▶ What this task involves
Each entry here needs to be given again exactly.

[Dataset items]

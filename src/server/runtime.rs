// SPDX-License-Identifier: AGPL-3.0-or-later
// Copyright (C) 2012-2025 Andrei Maltsev

use std::sync::RwLock;

/// Settings that CONFIG GET/SET reads and writes at runtime.
#[derive(Debug, Clone, Copy)]
pub struct RuntimeSettings {
    pub max_memory_bytes: u64,
    pub max_memory_mb: u64,
    pub default_ttl: i64,
    pub workers: usize,
}

/// Reader/writer-locked runtime settings. Reads dominate (every CONFIG GET
/// and executor lookup); writes happen only on CONFIG SET, and the caller
/// propagates the accepted values into storage and stats afterwards.
#[derive(Debug)]
pub struct RuntimeConfig {
    state: RwLock<RuntimeSettings>,
}

impl RuntimeConfig {
    pub fn new(max_memory_mb: u64, workers: usize, default_ttl: i64) -> Self {
        Self {
            state: RwLock::new(RuntimeSettings {
                max_memory_bytes: max_memory_mb * 1024 * 1024,
                max_memory_mb,
                default_ttl,
                workers,
            }),
        }
    }

    /// Copy of the current settings; `None` when the lock is poisoned.
    pub fn snapshot(&self) -> Option<RuntimeSettings> {
        self.state.read().ok().map(|s| *s)
    }

    /// Applies `apply` under the write lock and returns the resulting
    /// settings; `None` when the lock is poisoned.
    pub fn update<F>(&self, apply: F) -> Option<RuntimeSettings>
    where F: FnOnce(&mut RuntimeSettings) {
        let mut guard = self.state.write().ok()?;
        apply(&mut guard);
        Some(*guard)
    }
}
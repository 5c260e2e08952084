//! Data Provider
//!
//! One instrument's replayable tick sequence, built from its tick table and
//! its finest available bid/ask bars.

use chrono::{DateTime, Utc};

use super::container::{BacktestDataContainer, QuoteSide};
use super::error::BacktestError;
use super::wrangler::TickBuilder;
use crate::domain::market::{BarStructure, Instrument, Symbol, Tick};

/// Bar structures tried for tick synthesis, finest first.
const BAR_GRANULARITY: [BarStructure; 3] =
    [BarStructure::Second, BarStructure::Minute, BarStructure::Hour];

/// Ascending tick sequence for one instrument.
#[derive(Debug, Clone)]
pub struct DataProvider {
    instrument: Instrument,
    ticks: Vec<Tick>,
}

impl DataProvider {
    /// Build the provider for `instrument` from the container's tables.
    ///
    /// # Errors
    ///
    /// Returns `MisalignedBars` if the chosen bid and ask bars do not pair
    /// up.
    pub fn build(
        container: &BacktestDataContainer,
        instrument: &Instrument,
        builder: &dyn TickBuilder,
    ) -> Result<Self, BacktestError> {
        let symbol = &instrument.symbol;
        let mut ticks = container
            .ticks(symbol)
            .map(|rows| builder.ticks_from_rows(symbol, rows))
            .unwrap_or_default();

        let finest = BAR_GRANULARITY.into_iter().find_map(|structure| {
            let bid = container.bars(symbol, structure, QuoteSide::Bid)?;
            let ask = container.bars(symbol, structure, QuoteSide::Ask)?;
            Some((structure, bid, ask))
        });
        if let Some((structure, bid, ask)) = finest {
            tracing::debug!(
                %symbol,
                structure = structure.as_str(),
                bars = bid.len(),
                "Synthesizing ticks from bars"
            );
            ticks.extend(builder.ticks_from_bars(symbol, structure, bid, ask)?);
            ticks.sort_by_key(|tick| tick.timestamp);
        }

        Ok(Self {
            instrument: instrument.clone(),
            ticks,
        })
    }

    /// The instrument.
    #[must_use]
    pub const fn instrument(&self) -> &Instrument {
        &self.instrument
    }

    /// The instrument's symbol.
    #[must_use]
    pub const fn symbol(&self) -> &Symbol {
        &self.instrument.symbol
    }

    /// Ticks in ascending time order.
    #[must_use]
    pub fn ticks(&self) -> &[Tick] {
        &self.ticks
    }

    /// Number of ticks.
    #[must_use]
    pub fn len(&self) -> usize {
        self.ticks.len()
    }

    /// Whether the provider has no ticks.
    #[must_use]
    pub fn is_empty(&self) -> bool {
        self.ticks.is_empty()
    }

    /// Time of the first tick.
    #[must_use]
    pub fn first_timestamp(&self) -> Option<DateTime<Utc>> {
        self.ticks.first().map(|tick| tick.timestamp)
    }

    /// Time of the last tick.
    #[must_use]
    pub fn last_timestamp(&self) -> Option<DateTime<Utc>> {
        self.ticks.last().map(|tick| tick.timestamp)
    }
}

▶ Output
filename src/server/runtime.rs
// SPDX-License-Identifier: AGPL-3.0-or-later
// Copyright (C) 2012-2025 Andrei Maltsev

use std::sync::RwLock;

/// Settings that CONFIG GET/SET reads and writes at runtime.
#[derive(Debug, Clone, Copy)]
pub struct RuntimeSettings {
    pub max_memory_bytes: u64,
    pub max_memory_mb: u64,
    pub default_ttl: i64,
    pub workers: usize,
}

/// Reader/writer-locked runtime settings. Reads dominate (every CONFIG GET
/// and executor lookup); writes happen only on CONFIG SET, and the caller
/// propagates the accepted values into storage and stats afterwards.
#[derive(Debug)]
pub struct RuntimeConfig {
    state: RwLock<RuntimeSettings>,
}

impl RuntimeConfig {
    pub fn new(max_memory_mb: u64, workers: usize, default_ttl: i64) -> Self {
        Self {
            state: RwLock::new(RuntimeSettings {
                max_memory_bytes: max_memory_mb * 1024 * 1024,
                max_memory_mb,
                default_ttl,
                workers,
            }),
        }
    }

    /// Copy of the current settings; `None` when the lock is poisoned.
    pub fn snapshot(&self) -> Option<RuntimeSettings> {
        self.state.read().ok().map(|s| *s)
    }

    /// Applies `apply` under the write lock and returns the resulting
    /// settings; `None` when the lock is poisoned.
    pub fn update<F>(&self, apply: F) -> Option<RuntimeSettings>
    where F: FnOnce(&mut RuntimeSettings) {
        let mut guard = self.state.write().ok()?;
        apply(&mut guard);
        Some(*guard)
    }
}
repository 5c260e2e08952084
//! Data Provider
//!
//! One instrument's replayable tick sequence, built from its tick table and
//! its finest available bid/ask bars.

use chrono::{DateTime, Utc};

use super::container::{BacktestDataContainer, QuoteSide};
use super::error::BacktestError;
use super::wrangler::TickBuilder;
use crate::domain::market::{BarStructure, Instrument, Symbol, Tick};

/// Bar structures tried for tick synthesis, finest first.
const BAR_GRANULARITY: [BarStructure; 3] =
    [BarStructure::Second, BarStructure::Minute, BarStructure::Hour];

/// Ascending tick sequence for one instrument.
#[derive(Debug, Clone)]
pub struct DataProvider {
    instrument: Instrument,
    ticks: Vec<Tick>,
}

impl DataProvider {
    /// Build the provider for `instrument` from the container's tables.
    ///
    /// # Errors
    ///
    /// Returns `MisalignedBars` if the chosen bid and ask bars do not pair
    /// up.
    pub fn build(
        container: &BacktestDataContainer,
        instrument: &Instrument,
        builder: &dyn TickBuilder,
    ) -> Result<Self, BacktestError> {
        let symbol = &instrument.symbol;
        let mut ticks = container
            .ticks(symbol)
            .map(|rows| builder.ticks_from_rows(symbol, rows))
            .unwrap_or_default();

        let finest = BAR_GRANULARITY.into_iter().find_map(|structure| {
            let bid = container.bars(symbol, structure, QuoteSide::Bid)?;
            let ask = container.bars(symbol, structure, QuoteSide::Ask)?;
            Some((structure, bid, ask))
        });
        if let Some((structure, bid, ask)) = finest {
            tracing::debug!(
                %symbol,
                structure = structure.as_str(),
                bars = bid.len(),
                "Synthesizing ticks from bars"
            );
            ticks.extend(builder.ticks_from_bars(symbol, structure, bid, ask)?);
            ticks.sort_by_key(|tick| tick.timestamp);
        }

        Ok(Self {
            instrument: instrument.clone(),
            ticks,
        })
    }

    /// The instrument.
    #[must_use]
    pub const fn instrument(&self) -> &Instrument {
        &self.instrument
    }

    /// The instrument's symbol.
    #[must_use]
    pub const fn symbol(&self) -> &Symbol {
        &self.instrument.symbol
    }

    /// Ticks in ascending time order.
    #[must_use]
    pub fn ticks(&self) -> &[Tick] {
        &self.ticks
    }

    /// Number of ticks.
    #[must_use]
    pub fn len(&self) -> usize {
        self.ticks.len()
    }

    /// Whether the provider has no ticks.
    #[must_use]
    pub fn is_empty(&self) -> bool {
        self.ticks.is_empty()
    }

    /// Time of the first tick.
    #[must_use]
    pub fn first_timestamp(&self) -> Option<DateTime<Utc>> {
        self.ticks.first().map(|tick| tick.timestamp)
    }

    /// Time of the last tick.
    #[must_use]
    pub fn last_timestamp(&self) -> Option<DateTime<Utc>> {
        self.ticks.last().map(|tick| tick.timestamp)
    }
}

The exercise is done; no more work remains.